Difference between the anticipated results and the original results

There is an improvement or significant changes in the patient with Effexor XR 75 mg po daily than with the lower dose. The level of symptoms should reduce gradually on this patient. Thus, on patient’s next visit, there will be an improvement on the scale rate of the Montgomery-Asberg Depression Rating Scale (Thomson, 2015). Initially, the scale was 51 indicating severe depression level after examination as 51 score Leahy et al. (2012). I had estimated the score to reduce by 9 to 42. Conversely, there was a significant difference in the outcome after two consecutive visits. These results portrayed incredible improvement in the patient’s symptoms with a reduction of 26% in the Montgomery-Asberg Depression Rating Scale as per the American Psychiatric Association (2000).

Decision 3

The oral dose of Effexor XR 75gm recommended will be maintained while observing any changes.

Reasons

Medication can take weeks to reach it therapeutic level. In addition, the client is feeling better and no side effects noted. If the recommended dosage doesn’t show any improvement on the patient, then it needs to be changed. The oral Effexor XR will be modified from75 gm to 112.5 gm daily if the patient remains the same or changes and symptoms are getting worst. (Jamesburg, 2000).

Expected results

Continuous improvement in symptoms since on recommended dose. (American Psychiatric Association 2000). Depressive  symptoms will significantly reduce to a therapeutic level.

Difference between the anticipated results and the initial results

Slow improvement in depressive symptoms but can be more improved with another dose increase to Effexor XR 112.5 mg or maintain previous dose while counseling the client on what outcome to expect. (Thomson, 2015).

Ethical considerations in treatment plan and communication with patients

According to Leahy et al. (2012), while treating depressive disorder ethical consideration must be considered to assist providers in administering the correct recommendations. For example, issue such as severe, moderate, and mild require different doses of medication. Effexor XR 37.5mg will begin for the mild depression; 75gm for moderate and 225mg for the patients with severe depressive disorder.

Providers need to make sure that the patients take the right prescription of drugs and ensure they are following instructions provided (Romaine (1969). For example, patients should be encouraged to take medication with food or tapper doses when discontinuing a medication as directed.

The right dosage should be administered according to recommendations and providers must understand drug interaction and adverse effect to give the right advice or counseling to patient on what to expect. The provider must outline the possible side effects of the recommended treatment plan for the patients to predicts the outcome to facilitate management ((Thomson, 2015).

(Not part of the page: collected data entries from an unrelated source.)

#[cfg(test)]
mod tests {
    use super::*;
    use crate::geocode::test_support::FixedGeocoder;
    use crate::geocode::{AddressLabel, NearbyPlaces, NoGeocoder};
    use crate::sampler::test_support::{fix, Reply, ScriptedProvider};

    fn editor(provider: ScriptedProvider, geocoder: FixedGeocoder) -> ReportEditor<ScriptedProvider, FixedGeocoder> {
        ReportEditor::new(provider, geocoder, TrackingConfig::default()).unwrap()
    }

    async fn drain<P: PositionProvider, G: ReverseGeocoder>(ed: &mut ReportEditor<P, G>) {
        while let Some(event) = ed.next_event().await {
            if event == RecorderEvent::StreamEnded {
                break;
            }
        }
    }

    #[tokio::test]
    async fn test_linear_segment_lands_in_report() {
        let provider = ScriptedProvider::new(vec![
            Reply::Fix(fix(0.0, 0.0, 5.0)),
            Reply::Fix(fix(0.0, 0.0002, 5.0)),
        ]);
        provider.push_watch(vec![fix(0.0, 0.0001, 10.0), fix(0.0, 0.0002, 10.0)]);
        let mut geocoder = FixedGeocoder::new(Some(AddressLabel::new("Rua Ó de Almeida", "Reduto")));
        geocoder.nearby = NearbyPlaces { streets: vec!["Rua A".into()], neighborhoods: vec!["Reduto".into()] };
        let mut ed = editor(provider, geocoder);

        ed.start_segment(SegmentKind::Linear).await.unwrap();
        assert_eq!(ed.location().street, "Rua Ó de Almeida");
        assert_eq!(ed.location().suggestions.streets, vec!["Rua A"]);

        drain(&mut ed).await;
        ed.stop_segment().await.unwrap();

        assert_eq!(ed.segments().len(), 1);
        assert_eq!(ed.metrics().capina_m, 22.2);
        assert_eq!(ed.segments()[0].street, "Rua Ó de Almeida");
    }

    #[tokio::test]
    async fn test_prefill_keeps_typed_fields() {
        let provider = ScriptedProvider::new(vec![Reply::Fix(fix(0.0, 0.0, 5.0))]);
        let mut ed = editor(provider, FixedGeocoder::new(Some(AddressLabel::new("Rua GPS", "Marco"))));
        ed.set_street("Rua Digitada");

        ed.start_segment(SegmentKind::Linear).await.unwrap();
        assert_eq!(ed.location().street, "Rua Digitada");
        assert_eq!(ed.location().neighborhood, "Marco");
    }

    #[tokio::test]
    async fn test_committed_segment_overwrites_location() {
        let provider = ScriptedProvider::new(vec![
            Reply::Fix(fix(0.0, 0.0, 5.0)),
            Reply::Fix(fix(0.0, 0.0, 5.0)),
        ]);
        let mut ed = editor(provider, FixedGeocoder::new(Some(AddressLabel::new("Rua Nova", "Umarizal"))));
        ed.set_street("Rua Velha");
        ed.start_segment(SegmentKind::Linear).await.unwrap();
        assert_eq!(ed.location().street, "Rua Velha");

        ed.stop_segment().await.unwrap();

        assert_eq!(ed.location().street, "Rua Nova");
        assert_eq!(ed.location().neighborhood, "Umarizal");
    }

    #[tokio::test]
    async fn test_area_segment_after_width() {
        let provider = ScriptedProvider::new(vec![
            Reply::Fix(fix(0.0, 0.0, 5.0)),
            Reply::Fix(fix(0.0, 0.0009, 5.0)),
        ]);
        provider.push_watch(vec![fix(0.0, 0.0003, 8.0), fix(0.0, 0.0006, 8.0), fix(0.0, 0.0009, 8.0)]);
        let mut ed = editor(provider, FixedGeocoder::new(None));

        ed.start_segment(SegmentKind::Area).await.unwrap();
        drain(&mut ed).await;
        ed.stop_segment().await.unwrap();
        assert!(ed.segments().is_empty());
        assert!(matches!(ed.submit(true), Err(TrackingError::PendingSegmentUnresolved)));

        assert!(ed.supply_width("0").is_err());
        let metrics = *ed.supply_width("2").unwrap();
        let distance = ed.segments()[0].distance;
        assert_eq!(metrics.rocagem_m2, ((distance * 2.0) * 10.0).round() / 10.0);
        assert_eq!(metrics.capina_m, 0.0);
        assert!(ed.submit(false).is_ok());
    }

    #[tokio::test]
    async fn test_discarded_area_changes_nothing() {
        let provider = ScriptedProvider::new(vec![
            Reply::Fix(fix(0.0, 0.0, 5.0)),
            Reply::Fix(fix(0.0, 0.0, 5.0)),
        ]);
        let mut ed = editor(provider, FixedGeocoder::new(None));
        ed.start_segment(SegmentKind::Area).await.unwrap();
        ed.stop_segment().await.unwrap();

        ed.discard_pending().unwrap();
        assert!(ed.segments().is_empty());
        assert_eq!(*ed.metrics(), ProductionMetrics::default());
    }

    #[tokio::test]
    async fn test_submit_blocked_while_recording() {
        let provider = ScriptedProvider::new(vec![Reply::Fix(fix(0.0, 0.0, 5.0))]);
        let mut ed = editor(provider, FixedGeocoder::new(None));
        ed.start_segment(SegmentKind::Linear).await.unwrap();

        assert!(matches!(ed.submit(true), Err(TrackingError::RecordingInProgress)));
        assert!(ed.cancel_segment());
        assert!(matches!(ed.submit(false), Err(TrackingError::EmptyReportUnconfirmed)));
        assert!(ed.submit(true).is_ok());
    }

    #[tokio::test(start_paused = true)]
    async fn test_interrupted_stop_blocks_submit_until_resumed() {
        let provider = ScriptedProvider::new(vec![Reply::Fix(fix(0.0, 0.0, 5.0))]);
        provider.push_watch(vec![fix(0.0, 0.0001, 5.0)]);
        let mut ed = editor(provider, FixedGeocoder::new(None));
        ed.start_segment(SegmentKind::Linear).await.unwrap();
        drain(&mut ed).await;

        ed.recorder().provider().push_reply(Reply::Hang);
        let interrupted = tokio::time::timeout(std::time::Duration::from_secs(2), ed.stop_segment()).await;
        assert!(interrupted.is_err());
        assert!(matches!(ed.submit(true), Err(TrackingError::RecordingInProgress)));

        ed.stop_segment().await.unwrap();
        assert_eq!(ed.segments().len(), 1);
        assert!(ed.submit(false).is_ok());
    }

    #[test]
    fn test_invalid_config_rejected() {
        let config = TrackingConfig { max_accuracy_m: 0.0, ..Default::default() };
        assert!(ReportEditor::new(ScriptedProvider::default(), NoGeocoder, config).is_err());
    }

    #[tokio::test]
    async fn test_open_and_remove_segment() {
        let json = r#"{
            "id": "rd-7",
            "street": "Rua A",
            "metrics": {"capinaM": 999, "rocagemM2": 0, "varricaoM": 3},
            "segments": [
                {"id": "s1", "type": "CAPINAÇÃO", "startedAt": "2024-05-29T12:00:00Z", "endedAt": "2024-05-29T12:05:00Z",
                 "startLocation": {"lat": 0, "lng": 0, "timestamp": 1716984000000},
                 "endLocation": {"lat": 0, "lng": 0.001, "timestamp": 1716984300000},
                 "distance": 111.2, "calculatedValue": 111.2, "pathPoints": []},
                {"id": "s2", "type": "ROCAGEM", "startedAt": "2024-05-29T13:00:00Z", "endedAt": "2024-05-29T13:05:00Z",
                 "startLocation": {"lat": 0, "lng": 0, "timestamp": 1716987600000},
                 "endLocation": {"lat": 0, "lng": 0.001, "timestamp": 1716987900000},
                 "distance": 100, "width": 2, "calculatedValue": 200, "pathPoints": []}
            ]
        }"#;
        let record = ReportRecord::from_json(json).unwrap();
        let mut ed = ReportEditor::open(record, ScriptedProvider::default(), NoGeocoder, TrackingConfig::default()).unwrap();

        assert_eq!(ed.metrics().capina_m, 111.2);
        assert_eq!(ed.metrics().rocagem_m2, 200.0);
        assert_eq!(ed.metrics().varricao_m, 3.0);

        ed.remove_segment("s1").unwrap();
        assert_eq!(ed.metrics().capina_m, 0.0);
        assert!(matches!(ed.remove_segment("s1"), Err(TrackingError::SegmentNotFound(_))));

        let out = ed.submit(false).unwrap();
        assert_eq!(out.extra["id"], "rd-7");
        assert_eq!(out.street, "Rua A");
    }

    #[tokio::test]
    async fn test_refresh_location() {
        let provider = ScriptedProvider::new(vec![Reply::Fix(fix(-1.45, -48.49, 12.0))]);
        let mut geocoder = FixedGeocoder::new(Some(AddressLabel::new("Av. Nazaré", "Nazaré")));
        geocoder.nearby = NearbyPlaces { streets: vec!["Tv. Benjamin Constant".into()], neighborhoods: vec![] };
        let mut ed = editor(provider, geocoder);

        let fix = ed.refresh_location().await.unwrap();
        assert_eq!(fix.accuracy, Some(12.0));
        assert_eq!(ed.location().street, "Av. Nazaré");
        assert_eq!(ed.location().neighborhood, "Nazaré");
        assert_eq!(ed.location().suggestions.streets, vec!["Tv. Benjamin Constant"]);

        // Exhausted script: every tier fails, fields untouched
        assert!(matches!(ed.refresh_location().await, Err(TrackingError::PositionUnavailable { .. })));
        assert_eq!(ed.location().street, "Av. Nazaré");
    }

    #[tokio::test]
    async fn test_correct_street_looks_up_neighborhood() {
        let mut geocoder = FixedGeocoder::new(None);
        geocoder.street_neighborhood = Some("Batista Campos".into());
        let mut ed = editor(ScriptedProvider::default(), geocoder);
        ed.set_neighborhood("Errado");

        assert_eq!(ed.correct_street("Rua dos Tamoios").await, Some("Batista Campos".to_string()));
        assert_eq!(ed.location().street, "Rua dos Tamoios");
        assert_eq!(ed.location().neighborhood, "Batista Campos");

        let mut ed = editor(ScriptedProvider::default(), FixedGeocoder::new(None));
        ed.set_neighborhood("Reduto");
        assert_eq!(ed.correct_street("Rua Sem Nome").await, None);
        assert_eq!(ed.location().street, "Rua Sem Nome");
        assert_eq!(ed.location().neighborhood, "Reduto");
    }

    #[tokio::test]
    async fn test_perimeter_and_manual_metrics() {
        let mut ed = editor(ScriptedProvider::default(), FixedGeocoder::new(None));
        ed.toggle_perimeter_street("Rua A");
        assert_eq!(ed.toggle_perimeter_street("Rua B"), "Entre Rua A e Rua B");

        ed.set_manual_metrics(ManualMetrics { pintura_postes_und: 4.0, ..Default::default() }).unwrap();
        let record = ed.submit(true).unwrap();
        assert_eq!(record.perimeter, "Entre Rua A e Rua B");
        assert_eq!(record.metrics.pintura_postes_und, 4.0);
    }
}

Some factor that influence the pharmacokinetic and pharmacodynamic in geriatric clients include slow metabolism of medications due to the aging process. This can lead to drug toxicity especially with the slow elimination process (American psychiatric Association, 2000). Providers need to also be aware of major adverse effects such as confusion and delirium in the elderly while on antidepressants. The risk of overdose is high in elderly due to pharmacokinetics of drugs in the elderly.

REFERENCES

American Psychiatric Association. (2000).  Major depressive disorder: A patient and family guide. Washington, D.C: American Psychiatric Association.

Leahy, R. L., Holland, S. J., & McGinn, L. K. (2012).  Treatment plans and interventions for depression and anxiety disorders. New York: Guilford Press.

Thomson PDR. (2005).  Physicians’ desk reference. Montvale, NJ: Thomson PDR.

Preventive medicine in managed care. (2000). Jamesburg, NJ: American Medical Pub.

Resident & staff physician. (1969). Port Washington, NY, etc.: Romaine Pierson Publishers, etc.